ASSIGNMENT
For the data below, report the number of lines that contain the string "upper" and nothing else.

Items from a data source

· · · · · · ·

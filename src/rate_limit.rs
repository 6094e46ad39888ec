//! Client-side throttle for outbound REST calls.

use governor::{
    clock::DefaultClock,
    state::{InMemoryState, NotKeyed},
    Quota, RateLimiter,
};
use std::num::NonZeroU32;
use std::sync::Arc;

/// Rate limiter configuration
#[derive(Debug, Clone)]
pub struct RateLimiterConfig {
    /// Maximum requests per minute
    pub requests_per_minute: u32,
}

impl Default for RateLimiterConfig {
    fn default() -> Self {
        Self {
            requests_per_minute: 600,
        }
    }
}

/// Shared limiter, one per upstream API
pub type GlobalRateLimiter = Arc<RateLimiter<NotKeyed, InMemoryState, DefaultClock>>;

/// Create a new rate limiter. A zero quota falls back to one request per minute.
pub fn create_rate_limiter(config: &RateLimiterConfig) -> GlobalRateLimiter {
    let per_minute = NonZeroU32::new(config.requests_per_minute).unwrap_or_else(|| {
        tracing::warn!("Rate limit of 0 requests/minute is invalid, using 1");
        NonZeroU32::MIN
    });
    Arc::new(RateLimiter::direct(Quota::per_minute(per_minute)))
}

/// Wait until the limiter lets one more request through.
pub async fn throttle(limiter: &GlobalRateLimiter) {
    if limiter.check().is_err() {
        tracing::debug!("Outbound rate limit reached, waiting");
        limiter.until_ready().await;
    }
}
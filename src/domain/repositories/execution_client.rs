//! Execution Client Trait
//!
//! One implementation per venue. The engine only ever talks to venues through this
//! trait, so venue-specific signing, routing and settlement stay out of the core.

use crate::domain::entities::position::PositionSide;
use crate::domain::errors::ExecutionError;
use async_trait::async_trait;
use std::collections::HashMap;
use std::sync::Arc;

/// Common result type for execution operations
pub type ExecutionResult<T> = Result<T, ExecutionError>;

/// Execution clients keyed by venue name.
pub type ExecutionClients = HashMap<String, Arc<dyn ExecutionClient>>;

/// Order handed to a venue. `size` is in base units.
#[derive(Debug, Clone, PartialEq)]
pub struct OrderRequest {
    pub symbol: String,
    pub side: PositionSide,
    pub size: f64,
    pub leverage: f64,
    pub stop_loss: Option<f64>,
    pub take_profit: Option<f64>,
    /// Price the decision was made at; venues may fill elsewhere.
    pub reference_price: f64,
}

impl OrderRequest {
    pub fn validate(&self) -> ExecutionResult<()> {
        if !(self.size.is_finite() && self.size > 0.0) {
            return Err(ExecutionError::InvalidOrder(format!(
                "size must be > 0, got {}",
                self.size
            )));
        }
        if !(self.leverage.is_finite() && self.leverage >= 1.0) {
            return Err(ExecutionError::InvalidOrder(format!(
                "leverage must be >= 1, got {}",
                self.leverage
            )));
        }
        if !(self.reference_price.is_finite() && self.reference_price > 0.0) {
            return Err(ExecutionError::InvalidOrder(format!(
                "reference price must be > 0, got {}",
                self.reference_price
            )));
        }
        Ok(())
    }
}

#[derive(Debug, Clone, PartialEq)]
pub struct OrderFill {
    pub order_id: String,
    pub fill_price: f64,
    pub fee: f64,
}

#[derive(Debug, Clone, PartialEq)]
pub struct CloseFill {
    pub fill_price: f64,
    /// Realized pnl as reported by the venue.
    pub pnl: f64,
}

#[async_trait]
pub trait ExecutionClient: Send + Sync {
    /// Venue name, matching the `venue` part of a route.
    fn name(&self) -> &str;

    /// Place an order and wait for its fill.
    async fn place_order(&self, order: &OrderRequest) -> ExecutionResult<OrderFill>;

    /// Flatten the position on `symbol`.
    ///
    /// # Returns
    /// `None` when there is no position to close; calling twice is harmless.
    async fn close_position(&self, symbol: &str) -> ExecutionResult<Option<CloseFill>>;
}
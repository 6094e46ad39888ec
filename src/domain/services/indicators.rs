use crate::config::SignalConfig;
use crate::domain::errors::ValidationError;
use crate::domain::value_objects::price::Price;
use chrono::{DateTime, Utc};
use serde::{Deserialize, Serialize};

/// One OHLCV bar. Series are ordered oldest first.
#[derive(Debug, Clone, PartialEq)]
pub struct Candle {
    pub timestamp: DateTime<Utc>,
    pub open: Price,
    pub high: Price,
    pub low: Price,
    pub close: Price,
    pub volume: f64,
}

impl Candle {
    pub fn new(
        timestamp: DateTime<Utc>,
        open: f64,
        high: f64,
        low: f64,
        close: f64,
        volume: f64,
    ) -> Result<Self, ValidationError> {
        if high < low {
            return Err(ValidationError::InvalidCandle(format!(
                "high {} below low {}",
                high, low
            )));
        }
        if !volume.is_finite() || volume < 0.0 {
            return Err(ValidationError::InvalidCandle(format!(
                "volume must be finite and non-negative, got {}",
                volume
            )));
        }
        Ok(Candle {
            timestamp,
            open: Price::new(open)?,
            high: Price::new(high)?,
            low: Price::new(low)?,
            close: Price::new(close)?,
            volume,
        })
    }
}

fn closes(candles: &[Candle]) -> Vec<f64> {
    candles.iter().map(|c| c.close.value()).collect()
}

/// A series indicator. The last element of `calculate` belongs to the last candle;
/// an empty series means "not computable yet".
pub trait Indicator {
    fn calculate(&self, candles: &[Candle]) -> Vec<f64>;

    fn latest(&self, candles: &[Candle]) -> Option<f64> {
        self.calculate(candles).last().copied()
    }
}

pub struct SMA {
    pub period: usize,
}

impl SMA {
    pub fn new(period: usize) -> Self {
        SMA { period }
    }

    pub fn calculate_on_values(&self, values: &[f64]) -> Vec<f64> {
        if self.period == 0 || values.len() < self.period {
            return vec![];
        }
        values
            .windows(self.period)
            .map(|w| w.iter().sum::<f64>() / self.period as f64)
            .collect()
    }
}

impl Indicator for SMA {
    fn calculate(&self, candles: &[Candle]) -> Vec<f64> {
        self.calculate_on_values(&closes(candles))
    }
}

pub struct EMA {
    pub period: usize,
}

impl EMA {
    pub fn new(period: usize) -> Self {
        EMA { period }
    }

    /// Seeded with the SMA of the first `period` values, then `v*k + ema*(1-k)`.
    pub fn calculate_on_values(&self, values: &[f64]) -> Vec<f64> {
        if self.period == 0 || values.len() < self.period {
            return vec![];
        }
        let k = 2.0 / (self.period as f64 + 1.0);
        let mut ema = values[..self.period].iter().sum::<f64>() / self.period as f64;
        let mut ema_values = Vec::with_capacity(values.len() - self.period + 1);
        ema_values.push(ema);

        for &value in &values[self.period..] {
            ema = value * k + ema * (1.0 - k);
            ema_values.push(ema);
        }

        ema_values
    }
}

impl Indicator for EMA {
    fn calculate(&self, candles: &[Candle]) -> Vec<f64> {
        self.calculate_on_values(&closes(candles))
    }
}

pub struct RSI {
    pub period: usize,
}

impl RSI {
    pub fn new(period: usize) -> Self {
        RSI { period }
    }
}

impl Indicator for RSI {
    fn calculate(&self, candles: &[Candle]) -> Vec<f64> {
        if self.period == 0 || candles.len() < self.period + 1 {
            return vec![];
        }
        let mut gains = Vec::with_capacity(candles.len() - 1);
        let mut losses = Vec::with_capacity(candles.len() - 1);

        for pair in candles.windows(2) {
            let change = pair[1].close.value() - pair[0].close.value();
            if change > 0.0 {
                gains.push(change);
                losses.push(0.0);
            } else {
                gains.push(0.0);
                losses.push(-change);
            }
        }

        gains
            .windows(self.period)
            .zip(losses.windows(self.period))
            .map(|(g, l)| {
                let avg_gain = g.iter().sum::<f64>() / self.period as f64;
                let avg_loss = l.iter().sum::<f64>() / self.period as f64;
                if avg_loss == 0.0 {
                    100.0
                } else {
                    100.0 - 100.0 / (1.0 + avg_gain / avg_loss)
                }
            })
            .collect()
    }
}

#[derive(Debug, Clone, Copy, PartialEq, Serialize, Deserialize)]
pub struct BollingerBandsValues {
    pub upper: f64,
    pub middle: f64,
    pub lower: f64,
}

pub struct BollingerBands {
    pub period: usize,
    pub std_dev: f64,
}

impl BollingerBands {
    pub fn new(period: usize, std_dev: f64) -> Self {
        BollingerBands { period, std_dev }
    }

    /// Bands per window, using the population standard deviation.
    pub fn calculate_detailed(&self, candles: &[Candle]) -> Vec<BollingerBandsValues> {
        if self.period == 0 || candles.len() < self.period {
            return vec![];
        }
        closes(candles)
            .windows(self.period)
            .map(|window| {
                let sma = window.iter().sum::<f64>() / self.period as f64;
                let variance = window.iter().map(|c| (c - sma).powi(2)).sum::<f64>()
                    / self.period as f64;
                let band = self.std_dev * variance.sqrt();
                BollingerBandsValues {
                    upper: sma + band,
                    middle: sma,
                    lower: sma - band,
                }
            })
            .collect()
    }
}

impl Indicator for BollingerBands {
    /// Middle band series.
    fn calculate(&self, candles: &[Candle]) -> Vec<f64> {
        self.calculate_detailed(candles)
            .into_iter()
            .map(|b| b.middle)
            .collect()
    }
}

#[derive(Debug, Clone, Copy, PartialEq, Serialize, Deserialize)]
pub struct MacdValues {
    pub macd: f64,
    pub signal: f64,
    pub histogram: f64,
}

pub struct MACD {
    pub fast_period: usize,
    pub slow_period: usize,
    pub signal_period: usize,
}

impl MACD {
    pub fn new(fast_period: usize, slow_period: usize, signal_period: usize) -> Self {
        MACD {
            fast_period,
            slow_period,
            signal_period,
        }
    }

    /// MACD line: fast EMA minus slow EMA, aligned on the candle each value belongs to.
    pub fn macd_line(&self, candles: &[Candle]) -> Vec<f64> {
        if self.fast_period >= self.slow_period {
            return vec![];
        }
        let values = closes(candles);
        let fast = EMA::new(self.fast_period).calculate_on_values(&values);
        let slow = EMA::new(self.slow_period).calculate_on_values(&values);
        let offset = self.slow_period - self.fast_period;

        slow.iter()
            .enumerate()
            .filter_map(|(i, s)| fast.get(i + offset).map(|f| f - s))
            .collect()
    }

    /// Latest MACD, signal and histogram; `None` until the signal line is computable.
    pub fn calculate_detailed(&self, candles: &[Candle]) -> Option<MacdValues> {
        let line = self.macd_line(candles);
        let signal = EMA::new(self.signal_period).calculate_on_values(&line);
        let macd = *line.last()?;
        let signal = *signal.last()?;
        Some(MacdValues {
            macd,
            signal,
            histogram: macd - signal,
        })
    }
}

impl Indicator for MACD {
    /// Signal line series.
    fn calculate(&self, candles: &[Candle]) -> Vec<f64> {
        EMA::new(self.signal_period).calculate_on_values(&self.macd_line(candles))
    }
}

pub struct ATR {
    pub period: usize,
}

impl ATR {
    pub fn new(period: usize) -> Self {
        ATR { period }
    }
}

impl Indicator for ATR {
    fn calculate(&self, candles: &[Candle]) -> Vec<f64> {
        if self.period == 0 || candles.len() < self.period + 1 {
            return vec![];
        }
        let true_ranges: Vec<f64> = candles
            .windows(2)
            .map(|pair| {
                let prev_close = pair[0].close.value();
                let high = pair[1].high.value();
                let low = pair[1].low.value();
                (high - low)
                    .max((high - prev_close).abs())
                    .max((low - prev_close).abs())
            })
            .collect();

        SMA::new(self.period).calculate_on_values(&true_ranges)
    }
}

/// Fractional close-to-close change over the last `lookback` bars (clamped to the series).
pub fn price_change(candles: &[Candle], lookback: usize) -> f64 {
    let (Some(last), true) = (candles.last(), candles.len() > 1) else {
        return 0.0;
    };
    let start = candles.len().saturating_sub(lookback + 1);
    candles[start].close.change_to(last.close)
}

/// Latest value of every indicator the signal engine votes on.
///
/// Moving averages and ATR read 0.0 while not computable; RSI, MACD and
/// Bollinger are `None` so they never vote on a short series.
#[derive(Debug, Clone, PartialEq, Serialize, Deserialize)]
pub struct Indicators {
    pub sma_short: f64,
    pub sma_medium: f64,
    pub sma_long: f64,
    pub ema_fast: f64,
    pub ema_slow: f64,
    pub rsi: Option<f64>,
    pub macd: Option<MacdValues>,
    pub bollinger: Option<BollingerBandsValues>,
    pub atr: f64,
    pub last_close: f64,
}

impl Indicators {
    pub fn compute(candles: &[Candle], config: &SignalConfig) -> Self {
        Indicators {
            sma_short: SMA::new(config.sma_short).latest(candles).unwrap_or(0.0),
            sma_medium: SMA::new(config.sma_medium).latest(candles).unwrap_or(0.0),
            sma_long: SMA::new(config.sma_long).latest(candles).unwrap_or(0.0),
            ema_fast: EMA::new(config.ema_fast).latest(candles).unwrap_or(0.0),
            ema_slow: EMA::new(config.ema_slow).latest(candles).unwrap_or(0.0),
            rsi: RSI::new(config.rsi_period).latest(candles),
            macd: MACD::new(config.ema_fast, config.ema_slow, config.macd_signal)
                .calculate_detailed(candles),
            bollinger: BollingerBands::new(config.bollinger_period, config.bollinger_std_dev)
                .calculate_detailed(candles)
                .last()
                .copied(),
            atr: ATR::new(config.atr_period).latest(candles).unwrap_or(0.0),
            last_close: candles.last().map(|c| c.close.value()).unwrap_or(0.0),
        }
    }
}

#[cfg(test)]
pub(crate) fn candles_from_closes(closes: &[f64]) -> Vec<Candle> {
    let start = DateTime::from_timestamp(1_700_000_000, 0).unwrap_or_default();
    closes
        .iter()
        .enumerate()
        .map(|(i, &close)| {
            Candle::new(
                start + chrono::Duration::hours(i as i64),
                close,
                close * 1.01,
                close * 0.99,
                close,
                1000.0,
            )
            .unwrap()
        })
        .collect()
}

#[cfg(test)]
mod tests {
    use super::*;

    fn rising(n: usize) -> Vec<Candle> {
        candles_from_closes(&(0..n).map(|i| 100.0 + i as f64).collect::<Vec<_>>())
    }

    fn falling(n: usize) -> Vec<Candle> {
        candles_from_closes(&(0..n).map(|i| 200.0 - i as f64).collect::<Vec<_>>())
    }

    #[test]
    fn test_candle_rejects_inverted_range() {
        let result = Candle::new(Utc::now(), 100.0, 90.0, 95.0, 92.0, 10.0);
        assert!(matches!(result, Err(ValidationError::InvalidCandle(_))));
    }

    #[test]
    fn test_sma_not_computable_with_short_series() {
        assert!(SMA::new(20).calculate(&rising(19)).is_empty());
        assert_eq!(SMA::new(3).latest(&candles_from_closes(&[1.0, 2.0, 3.0, 4.0])), Some(3.0));
    }

    #[test]
    fn test_ema_seeded_with_sma() {
        let candles = candles_from_closes(&[2.0, 4.0, 6.0, 8.0]);
        let values = EMA::new(3).calculate(&candles);
        // seed = 4.0, k = 0.5 -> 8*0.5 + 4*0.5
        assert_eq!(values, vec![4.0, 6.0]);
        assert!(EMA::new(5).calculate(&candles).is_empty());
    }

    #[test]
    fn test_rsi_zero_loss_is_100() {
        assert_eq!(RSI::new(14).latest(&rising(15)), Some(100.0));
    }

    #[test]
    fn test_rsi_strictly_decreasing_is_0() {
        assert_eq!(RSI::new(14).latest(&falling(30)), Some(0.0));
    }

    #[test]
    fn test_rsi_needs_period_plus_one_bars() {
        assert_eq!(RSI::new(14).latest(&rising(14)), None);
    }

    #[test]
    fn test_rsi_balanced_moves_is_50() {
        let closes: Vec<f64> = (0..15).map(|i| if i % 2 == 0 { 100.0 } else { 101.0 }).collect();
        let rsi = RSI::new(14).latest(&candles_from_closes(&closes)).unwrap();
        assert!((rsi - 50.0).abs() < 1e-9);
    }

    #[test]
    fn test_bollinger_population_std() {
        let candles = candles_from_closes(&[2.0, 4.0, 4.0, 4.0, 5.0, 5.0, 7.0, 9.0]);
        let bands = BollingerBands::new(8, 2.0).calculate_detailed(&candles);
        assert_eq!(bands.len(), 1);
        assert_eq!(bands[0].middle, 5.0);
        assert_eq!(bands[0].upper, 9.0);
        assert_eq!(bands[0].lower, 1.0);
    }

    #[test]
    fn test_macd_requires_signal_history() {
        let macd = MACD::new(12, 26, 9);
        assert!(macd.calculate_detailed(&rising(33)).is_none());
        let values = macd.calculate_detailed(&rising(34)).unwrap();
        assert!(values.macd > 0.0);
        assert!((values.histogram - (values.macd - values.signal)).abs() < 1e-12);
    }

    #[test]
    fn test_macd_line_is_aligned() {
        let candles = rising(40);
        let line = MACD::new(12, 26, 9).macd_line(&candles);
        assert_eq!(line.len(), 40 - 26 + 1);
        let fast = EMA::new(12).latest(&candles).unwrap();
        let slow = EMA::new(26).latest(&candles).unwrap();
        assert!((line.last().unwrap() - (fast - slow)).abs() < 1e-12);
    }

    #[test]
    fn test_atr_constant_range() {
        let candles = candles_from_closes(&[100.0; 20]);
        let atr = ATR::new(14).latest(&candles).unwrap();
        assert!((atr - 2.0).abs() < 1e-9);
        assert!(ATR::new(14).latest(&candles[..14]).is_none());
    }

    #[test]
    fn test_price_change() {
        let candles = candles_from_closes(&[100.0, 102.0, 110.0]);
        assert!((price_change(&candles, 2) - 0.10).abs() < 1e-12);
        assert!((price_change(&candles, 50) - 0.10).abs() < 1e-12);
        assert_eq!(price_change(&candles[..1], 5), 0.0);
    }

    #[test]
    fn test_snapshot_short_series() {
        let indicators = Indicators::compute(&rising(10), &SignalConfig::default());
        assert_eq!(indicators.sma_short, 0.0);
        assert_eq!(indicators.ema_fast, 0.0);
        assert!(indicators.rsi.is_none());
        assert!(indicators.macd.is_none());
        assert!(indicators.bollinger.is_none());
        assert_eq!(indicators.atr, 0.0);
        assert_eq!(indicators.last_close, 109.0);
    }
}
//! Opportunity scoring, venue dispatch and position sizing.

use crate::config::{EvaluatorConfig, RiskLimits, VenueRoutes};
use crate::domain::entities::decision::{TradeSignal, TradingOpportunity};
use crate::domain::entities::venue::{VenueRole, VenueRoute};
use crate::domain::services::portfolio_ledger::PortfolioLedger;
use crate::domain::services::risk_engine::RiskMetrics;
use crate::domain::services::signal_engine::{MarketSignal, SignalKind};
use chrono::{DateTime, Utc};
use tracing::debug;

/// Everything the generator needs to know about one asset this tick.
#[derive(Debug, Clone)]
pub struct MarketView<'a> {
    pub symbol: &'a str,
    pub signal: &'a MarketSignal,
    pub rsi: Option<f64>,
    /// Fractional move over the configured lookback.
    pub price_change: f64,
    pub current_price: f64,
    pub research_score: f64,
}

/// Fixed-priority route picker: overbought, large move, small account, default.
#[derive(Debug, Clone)]
pub struct VenueDispatcher {
    routes: VenueRoutes,
    rsi_threshold: f64,
    large_move_threshold: f64,
    small_balance_threshold: f64,
}

impl VenueDispatcher {
    pub fn new(routes: VenueRoutes, config: &EvaluatorConfig) -> Self {
        Self {
            routes,
            rsi_threshold: config.routing_rsi_threshold,
            large_move_threshold: config.large_move_threshold,
            small_balance_threshold: config.small_balance_threshold,
        }
    }

    pub fn select(&self, rsi: Option<f64>, price_change: f64, balance: f64) -> (VenueRoute, VenueRole) {
        if rsi.is_some_and(|r| r > self.rsi_threshold) {
            (self.routes.perpetual.clone(), VenueRole::Perpetual)
        } else if price_change.abs() > self.large_move_threshold {
            (self.routes.fast.clone(), VenueRole::Fast)
        } else if balance < self.small_balance_threshold {
            (self.routes.low_fee.clone(), VenueRole::LowFee)
        } else {
            (self.routes.high_volume.clone(), VenueRole::HighVolume)
        }
    }
}

/// Weighted technical/research/risk score.
pub fn confidence(config: &EvaluatorConfig, technical: f64, research: f64, risk: f64) -> f64 {
    (config.technical_weight * technical
        + config.research_weight * research
        + config.risk_weight * risk)
        .clamp(0.0, 1.0)
}

/// 1.0 with no drawdown, falling linearly to 0.0 at the drawdown limit.
pub fn risk_score(drawdown: f64, max_drawdown: f64) -> f64 {
    if max_drawdown <= 0.0 {
        return 0.0;
    }
    (1.0 - drawdown / max_drawdown).max(0.0)
}

/// Quote notional for a new position: a fixed share of balance, capped by free margin.
pub fn position_notional(balance: f64, available_margin: f64, risk_per_trade: f64) -> f64 {
    (balance * risk_per_trade).min(available_margin).max(0.0)
}

/// Leverage scaled linearly with confidence between 1x and the limit.
pub fn leverage_for(confidence: f64, max_leverage: f64) -> f64 {
    let max_leverage = max_leverage.max(1.0);
    (1.0 + (max_leverage - 1.0) * confidence).clamp(1.0, max_leverage)
}

#[derive(Debug, Clone)]
pub struct OpportunityGenerator {
    config: EvaluatorConfig,
    limits: RiskLimits,
    dispatcher: VenueDispatcher,
}

impl OpportunityGenerator {
    pub fn new(config: EvaluatorConfig, limits: RiskLimits, routes: VenueRoutes) -> Self {
        let dispatcher = VenueDispatcher::new(routes, &config);
        Self {
            config,
            limits,
            dispatcher,
        }
    }

    /// Score a directional signal. Returns `None` for neutral signals, low confidence
    /// or when there is nothing left to size the position with.
    pub fn generate(
        &self,
        view: &MarketView<'_>,
        metrics: &RiskMetrics,
        ledger: &PortfolioLedger,
        now: DateTime<Utc>,
    ) -> Option<TradingOpportunity> {
        let signal = match view.signal.kind {
            SignalKind::Bullish => TradeSignal::Buy,
            SignalKind::Bearish => TradeSignal::Sell,
            SignalKind::Neutral => return None,
        };

        let technical_score = view.signal.strength;
        let research_score = view.research_score.clamp(0.0, 1.0);
        let risk = risk_score(metrics.portfolio_drawdown, self.limits.max_drawdown);
        let confidence = confidence(&self.config, technical_score, research_score, risk);

        if confidence <= self.config.opportunity_threshold {
            debug!(
                "{}: confidence {:.3} below opportunity threshold {:.2}",
                view.symbol, confidence, self.config.opportunity_threshold
            );
            return None;
        }

        let entry_price = view.current_price;
        let notional = position_notional(
            ledger.balance(),
            ledger.available_margin(),
            self.config.risk_per_trade,
        );
        if notional <= 0.0 || entry_price <= 0.0 {
            debug!("{}: nothing to size (notional {:.2})", view.symbol, notional);
            return None;
        }

        let leverage = leverage_for(confidence, self.limits.max_leverage);
        let (stop_loss, take_profit) = match signal {
            TradeSignal::Sell => (
                entry_price * (1.0 + self.config.stop_loss_pct),
                entry_price * (1.0 - self.config.take_profit_pct),
            ),
            _ => (
                entry_price * (1.0 - self.config.stop_loss_pct),
                entry_price * (1.0 + self.config.take_profit_pct),
            ),
        };

        let (route, route_role) =
            self.dispatcher
                .select(view.rsi, view.price_change, ledger.balance());

        let reasoning = format!(
            "{} signal strength {:.2} from [{}]; research {:.2}; risk {:.2}; {} route {}",
            view.signal.kind.as_str(),
            technical_score,
            view.signal.contributing_indicators.join(", "),
            research_score,
            risk,
            route_role.name(),
            route
        );

        Some(TradingOpportunity {
            symbol: view.symbol.to_string(),
            route,
            route_role,
            signal,
            confidence,
            technical_score,
            research_score,
            risk_score: risk,
            estimated_profit: notional * self.config.take_profit_pct,
            estimated_loss: notional * self.config.stop_loss_pct,
            recommended_size: notional,
            recommended_leverage: leverage,
            entry_price,
            stop_loss,
            take_profit,
            reasoning,
            timestamp: now,
        })
    }
}
use thiserror::Error;

/// A market, research or balance collaborator could not deliver data for one asset.
///
/// Never fatal: the engine degrades to "no signal for this asset" for the current tick.
#[derive(Debug, Error, Clone, PartialEq)]
pub enum DataError {
    #[error("Timed out fetching {what} for {symbol}")]
    Timeout { symbol: String, what: String },

    #[error("No {what} available for {symbol}: {reason}")]
    Unavailable {
        symbol: String,
        what: String,
        reason: String,
    },

    #[error("Malformed response for {symbol}: {reason}")]
    Malformed { symbol: String, reason: String },

    #[error("Empty OHLCV series for {symbol}")]
    EmptySeries { symbol: String },
}

/// Failure reported by a venue execution client.
#[derive(Debug, Error, Clone, PartialEq)]
pub enum ExecutionError {
    #[error("Order rejected by {venue}: {reason}")]
    OrderRejected { venue: String, reason: String },

    #[error("Invalid order parameters: {0}")]
    InvalidOrder(String),

    #[error("Network error talking to {venue}: {reason}")]
    Network { venue: String, reason: String },

    #[error("No execution client configured for venue {0}")]
    NoClientForVenue(String),

    #[error("Timed out waiting for {venue}")]
    Timeout { venue: String },
}

/// Ledger mutation refused because it would break a ledger invariant.
#[derive(Debug, Error, Clone, PartialEq)]
pub enum LedgerError {
    #[error("Invalid position for {key}: {reason}")]
    InvalidPosition { key: String, reason: String },

    #[error("Duplicate trade id {0}")]
    DuplicateTrade(String),

    #[error("Trade {0} not found")]
    TradeNotFound(String),

    #[error("Trade {id} is already {status} and cannot be settled again")]
    TradeAlreadySettled { id: String, status: String },

    #[error("Balance must be finite, got {0}")]
    InvalidBalance(f64),
}

/// Errors raised at the tick boundary.
#[derive(Debug, Error)]
pub enum EngineError {
    /// The circuit breaker fired; the loop must stop until an operator clears it.
    #[error("Trading halted: {reason}")]
    TradingHalted { reason: String },

    #[error(transparent)]
    Data(#[from] DataError),

    #[error(transparent)]
    Execution(#[from] ExecutionError),

    #[error(transparent)]
    Ledger(#[from] LedgerError),

    #[error("Persistence error: {0}")]
    Persistence(String),

    #[error("Invalid configuration: {0}")]
    InvalidConfiguration(String),
}

impl EngineError {
    /// Whether the trading loop may continue after this error.
    pub fn is_fatal(&self) -> bool {
        matches!(self, EngineError::TradingHalted { .. })
    }
}

#[derive(Debug, Error, Clone, PartialEq)]
pub enum ValidationError {
    #[error("Invalid price: {0}")]
    InvalidPrice(String),

    #[error("Invalid candle: {0}")]
    InvalidCandle(String),

    #[error("Value must be finite")]
    MustBeFinite,
}

#[cfg(test)]
mod tests {
    use super::*;

    #[test]
    fn test_only_halt_is_fatal() {
        let halted = EngineError::TradingHalted {
            reason: "drawdown".to_string(),
        };
        assert!(halted.is_fatal());

        let data = EngineError::from(DataError::Timeout {
            symbol: "BTC-USD".to_string(),
            what: "ohlcv".to_string(),
        });
        assert!(!data.is_fatal());
    }

    #[test]
    fn test_execution_error_display() {
        let error = ExecutionError::OrderRejected {
            venue: "hyperliquid".to_string(),
            reason: "insufficient margin".to_string(),
        };
        assert_eq!(
            error.to_string(),
            "Order rejected by hyperliquid: insufficient margin"
        );
    }

    #[test]
    fn test_ledger_error_display() {
        let error = LedgerError::TradeAlreadySettled {
            id: "t-1".to_string(),
            status: "filled".to_string(),
        };
        assert_eq!(
            error.to_string(),
            "Trade t-1 is already filled and cannot be settled again"
        );
    }
}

· · · · · · ·

SOLUTION
3